Directed by George Mendeluk
Written by D. Todd Deeken
Starring C. Thomas Howell, Judd Nelson, Jason London, Robert Carradine, Lochlyn Munro, Serah D’Laine, Alicia Leigh Willis
Check out the trailer here!!

I can’t muster up any kind of praise for this unimaginative riff on the zombie genre. Though everyone involved in this DIE HARD WITH ZOMBIES seem to be reaching for the stars in both performances and writing, THE TERROR EXPERIMENT just kind of felt limp to me. Ideas lifted directly from 28 DAYS LATER and a multitude of other zombie/infection films doesn’t help make this film any more memorable. I am having a hard time finding something positive to say about this obvious soon-to-be entry in SyFy’s long list of bad horror films shown late on Saturday nights.

One thing I can say is that the filmmakers involved do a lot with very little. Stock footage and the use of narration from radio and TV do a decent job of making this low budgeter feel like it is taking place on a grander scope. Narration of events occurring while looking through the windshield of a moving police car is a decent way of building that level of illusion necessary for filmmakers with budgetary restrictions, and the guys behind the camera show some creative chutzpah here. But when I’m lauding the corners taken to make the film, though, you know I’m grasping for straws at something positive to say.

The film is a veritable who’s who of “where the hell have they been?” actors. Judd Nelson, C. Thomas Howell, Jason London, and Robert Carradine all show up to let us know that they are still alive and kicking, though you wouldn’t believe it from the lack of energy in their performances. The story follows an experiment gone wrong and a terrorist group set to incite the end of the world to save it with a virus which turns people into mindless berserkers. The infected act very much like the Rage-filled monsters from the 28 DAYS LATER franchise, yet occasionally seem more like the Romero zombies who retain some of their humanity after death.

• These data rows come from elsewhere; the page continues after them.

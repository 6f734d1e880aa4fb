//! # Policy Benchmarks and Domains
//!
//! The regulatory frameworks a model can be benchmarked against and the
//! deployment domains that tune expected metric ranges. Unknown names fall
//! back to [`Policy::EuAiAct`] and [`Domain::General`].

use serde::{Deserialize, Serialize};

/// A regulatory framework with a rule table.
#[derive(Debug, Clone, Copy, PartialEq, Eq, Hash, Serialize, Deserialize)]
pub enum Policy {
    /// EU Artificial Intelligence Act.
    #[serde(rename = "EU AI Act")]
    EuAiAct,
    /// NIST AI Risk Management Framework.
    #[serde(rename = "NIST AI RMF")]
    NistAiRmf,
    /// ISO/IEC 42001 AI management systems.
    #[serde(rename = "ISO 42001")]
    Iso42001,
    /// FDA Software as a Medical Device guidance.
    #[serde(rename = "FDA SaMD")]
    FdaSamd,
}

impl Policy {
    /// Every policy, in display order.
    pub const ALL: [Policy; 4] = [
        Policy::EuAiAct,
        Policy::NistAiRmf,
        Policy::Iso42001,
        Policy::FdaSamd,
    ];

    /// Display name, also the wire name.
    pub fn as_str(&self) -> &'static str {
        match self {
            Self::EuAiAct => "EU AI Act",
            Self::NistAiRmf => "NIST AI RMF",
            Self::Iso42001 => "ISO 42001",
            Self::FdaSamd => "FDA SaMD",
        }
    }

    /// Exact-name lookup.
    pub fn parse(name: &str) -> Option<Self> {
        Self::ALL.into_iter().find(|p| p.as_str() == name.trim())
    }

    /// Lookup with fallback to the EU AI Act.
    pub fn resolve(name: &str) -> Self {
        Self::parse(name).unwrap_or_else(|| {
            tracing::warn!(policy = name, "unknown policy, falling back to EU AI Act");
            Self::EuAiAct
        })
    }
}

impl std::fmt::Display for Policy {
    fn fmt(&self, f: &mut std::fmt::Formatter<'_>) -> std::fmt::Result {
        f.write_str(self.as_str())
    }
}

/// Deployment domain of the evaluated model.
#[derive(Debug, Clone, Copy, PartialEq, Eq, Hash, Serialize, Deserialize)]
#[serde(rename_all = "lowercase")]
pub enum Domain {
    /// Credit, lending, trading.
    Finance,
    /// Clinical and diagnostic systems.
    Healthcare,
    /// Hiring and workforce decisions.
    Hr,
    /// Anything else.
    General,
}

impl Domain {
    /// Lowercase wire name.
    pub fn as_str(&self) -> &'static str {
        match self {
            Self::Finance => "finance",
            Self::Healthcare => "healthcare",
            Self::Hr => "hr",
            Self::General => "general",
        }
    }

    /// Title-cased label used in checklist item names.
    pub fn title(&self) -> &'static str {
        match self {
            Self::Finance => "Finance",
            Self::Healthcare => "Healthcare",
            Self::Hr => "Hr",
            Self::General => "General",
        }
    }

    /// Case-insensitive lookup with fallback to [`Domain::General`].
    pub fn resolve(name: &str) -> Self {
        match name.trim().to_ascii_lowercase().as_str() {
            "finance" => Self::Finance,
            "healthcare" => Self::Healthcare,
            "hr" => Self::Hr,
            _ => Self::General,
        }
    }
}

impl std::fmt::Display for Domain {
    fn fmt(&self, f: &mut std::fmt::Formatter<'_>) -> std::fmt::Result {
        f.write_str(self.as_str())
    }
}

#[cfg(test)]
mod tests {
    use super::*;

    #[test]
    fn policy_round_trips_names() {
        for p in Policy::ALL {
            assert_eq!(Policy::parse(p.as_str()), Some(p));
            assert_eq!(
                serde_json::to_string(&p).unwrap(),
                format!("\"{}\"", p.as_str())
            );
        }
    }

    #[test]
    fn unknown_policy_falls_back_to_eu() {
        assert_eq!(Policy::parse("GDPR"), None);
        assert_eq!(Policy::resolve("GDPR"), Policy::EuAiAct);
    }

    #[test]
    fn domain_is_case_insensitive() {
        assert_eq!(Domain::resolve("Healthcare"), Domain::Healthcare);
        assert_eq!(Domain::resolve("HR"), Domain::Hr);
        assert_eq!(Domain::resolve("retail"), Domain::General);
    }
}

I wish I could say more about this film, but apart from having a cast of stars that don’t seem to want to be there and a plot you can find in fifty better films, THE TERROR EXPERIMENT just didn’t really do a lot for me. The filmmakers seem to know how to work around a budget and stretch it to make it look bigger than it really seemed, which is definitely an impressive quality to possess.